After completing VCE, he began an Industrial Design course at RMIT Melbourne in 2008. His stint at university only lasted 12 months though. Realising he wanted to make the pieces as well as designing them, he embarked on a furniture making apprenticeship the following year. “The course was great, but I wanted to make things as well. You kind of do what you’re good at and I’ve always been good with my hands so I wanted to be able to design and build furniture at the same time,” he explains. The four-year apprenticeship taught him the fundamentals of furniture making. Centred on the properties of timber, he acquired the skills needed to understand the science behind the product; it needs to move and allowance for expansion and contraction is required when designing functional pieces.

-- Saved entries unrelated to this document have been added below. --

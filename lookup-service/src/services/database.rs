use crate::models::Region;
use crate::services::store::DocumentStore;
use async_trait::async_trait;
use mongodb::{
    bson::{doc, Bson, Document},
    options::{ClientOptions, ReadPreference, ReadPreferenceOptions, SelectionCriteria, TagSet},
    Client as MongoClient, Collection,
};
use serde_json::Value;
use service_core::error::AppError;
use std::time::Duration;

/// Replica-set tag that marks which region a member serves.
pub const REGION_TAG: &str = "region";

/// Read preference pinned to `region`'s replica.
///
/// The trailing empty tag set lets reads fall back to the nearest member when
/// no member carries the region tag.
pub fn region_read_preference(region: &Region) -> ReadPreference {
    let mut regional = TagSet::new();
    regional.insert(REGION_TAG.to_string(), region.to_string());

    ReadPreference::Nearest {
        options: ReadPreferenceOptions::builder()
            .tag_sets(vec![regional, TagSet::new()])
            .build(),
    }
}

/// MongoDB-backed document container read through one region's replica.
#[derive(Clone)]
pub struct MongoDocumentStore {
    client: MongoClient,
    collection: Collection<Document>,
    region: Region,
}

impl MongoDocumentStore {
    pub async fn connect(
        uri: &str,
        database: &str,
        container: &str,
        region: &Region,
        timeout: Duration,
        app_name: &str,
    ) -> Result<Self, AppError> {
        tracing::info!(region = %region, database = %database, container = %container, "Connecting to MongoDB");

        let mut client_options = ClientOptions::parse(uri).await.map_err(|e| {
            tracing::error!("Failed to parse MongoDB connection string: {}", e);
            AppError::from(e)
        })?;
        client_options.app_name = Some(format!("{}-{}", app_name, region));
        client_options.selection_criteria = Some(SelectionCriteria::ReadPreference(
            region_read_preference(region),
        ));
        client_options.connect_timeout = Some(timeout);
        client_options.server_selection_timeout = Some(timeout);

        let client = MongoClient::with_options(client_options).map_err(|e| {
            tracing::error!("Failed to create MongoDB client for {}: {}", region, e);
            AppError::from(e)
        })?;
        let collection = client.database(database).collection(container);

        Ok(Self {
            client,
            collection,
            region: region.clone(),
        })
    }
}

#[async_trait]
impl DocumentStore for MongoDocumentStore {
    async fn read(&self, key: &str) -> Result<Option<Value>, AppError> {
        let found = self
            .collection
            .find_one(doc! { "_id": key }, None)
            .await
            .map_err(AppError::from)?;

        Ok(found.map(|document| Bson::Document(document).into_relaxed_extjson()))
    }

    async fn health_check(&self) -> Result<(), AppError> {
        self.client
            .database("admin")
            .run_command(doc! { "ping": 1 }, None)
            .await
            .map_err(|e| {
                tracing::error!(region = %self.region, "MongoDB health check failed: {}", e);
                AppError::from(e)
            })?;
        Ok(())
    }

    fn region(&self) -> &Region {
        &self.region
    }
}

But for Dan, the apprenticeship was almost too timber heavy, stripping away the importance of product design. “I’m not ‘wood crazy’ to be honest. I don’t just love timber. I choose to work with it, but I’m not someone to think timber is everything,” he remarks. While this comment has me surprised, I begin to realise that the passion and aesthetic behind his work lives far beyond the material he ‘chooses’ to work with. He continues, “When you start out with an apprenticeship you learn all the fundamentals of how to make a piece. Now it’s actually about what response things get.” And there it is. Yes, he knows what it takes to build and craft furniture. But most significantly, he is honing these skills to create pieces that will arouse an emotional response. “My focus is now on refining the design and knowing what the balance between craft and form is.”

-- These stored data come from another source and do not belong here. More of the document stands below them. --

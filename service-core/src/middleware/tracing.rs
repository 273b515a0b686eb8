use axum::http::HeaderValue;
use axum::{extract::Request, middleware::Next, response::Response};
use uuid::Uuid;

pub const REQUEST_ID_HEADER: &str = "x-request-id";

/// Reuse the caller's `x-request-id` or mint one, and echo it on the response.
pub async fn request_id_middleware(mut req: Request, next: Next) -> Response {
    let request_id = req
        .headers()
        .get(REQUEST_ID_HEADER)
        .and_then(|h| h.to_str().ok())
        .map(|s| s.to_string())
        .unwrap_or_else(|| Uuid::new_v4().to_string());

    if let Ok(header_value) = HeaderValue::from_str(&request_id) {
        req.headers_mut().insert(REQUEST_ID_HEADER, header_value);
    }

    let mut response = next.run(req).await;

    if let Ok(header_value) = HeaderValue::from_str(&request_id) {
        response
            .headers_mut()
            .insert(REQUEST_ID_HEADER, header_value);
    }

    response
}

/// Span factory for `TraceLayer` that tags every request with its request id.
pub fn make_request_span<B>(request: &axum::http::Request<B>) -> tracing::Span {
    let request_id = request
        .headers()
        .get(REQUEST_ID_HEADER)
        .and_then(|value| value.to_str().ok())
        .unwrap_or("-");

    tracing::info_span!(
        "http_request",
        request_id = %request_id,
        method = %request.method(),
        uri = %request.uri(),
        version = ?request.version(),
    )
}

This balance between craftsmanship and design is a common theme in our conversation. I find that almost every point we touch on has a direct correlation with this idea, only proving that this man knows exactly what he strives for in each individual piece. When I ask him what it is about this notion that motivates his work, his answer is simple. “I have a fear of mediocrity and mixing in with everyone else,” he says, like a true artisan. This fear of being mediocre is the driving force behind his individual work ethic, urging him to take risks and learn new skills along the way. As an artist-maker, this approach is what enables him to produce such refined pieces, and in turn eliciting the human response he strives for. “I work really hard on producing my own pieces and creating pieces that don’t look like other people’s work. I am proud of the fact that if you see any one of my pieces you will know it’s mine,” he adds.
Most designers could only dream of being able to say that their pieces are recognisable on their own. But Dan is living this reality and will only continue to find people knocking on his warehouse door asking for his signature pieces to be an addition in their homes. Clients are often so impressed with his work the first time around that they commission him to create several pieces for their homes. This, he explains, is a great feeling. “When you put in so much work it’s nice to have someone appreciate it enough to come back and get more pieces made.” Having spent the past 10 years working on perfecting his skills and now mastering the balance between design and craftsmanship, it is clear to see why his pieces receive the response they do.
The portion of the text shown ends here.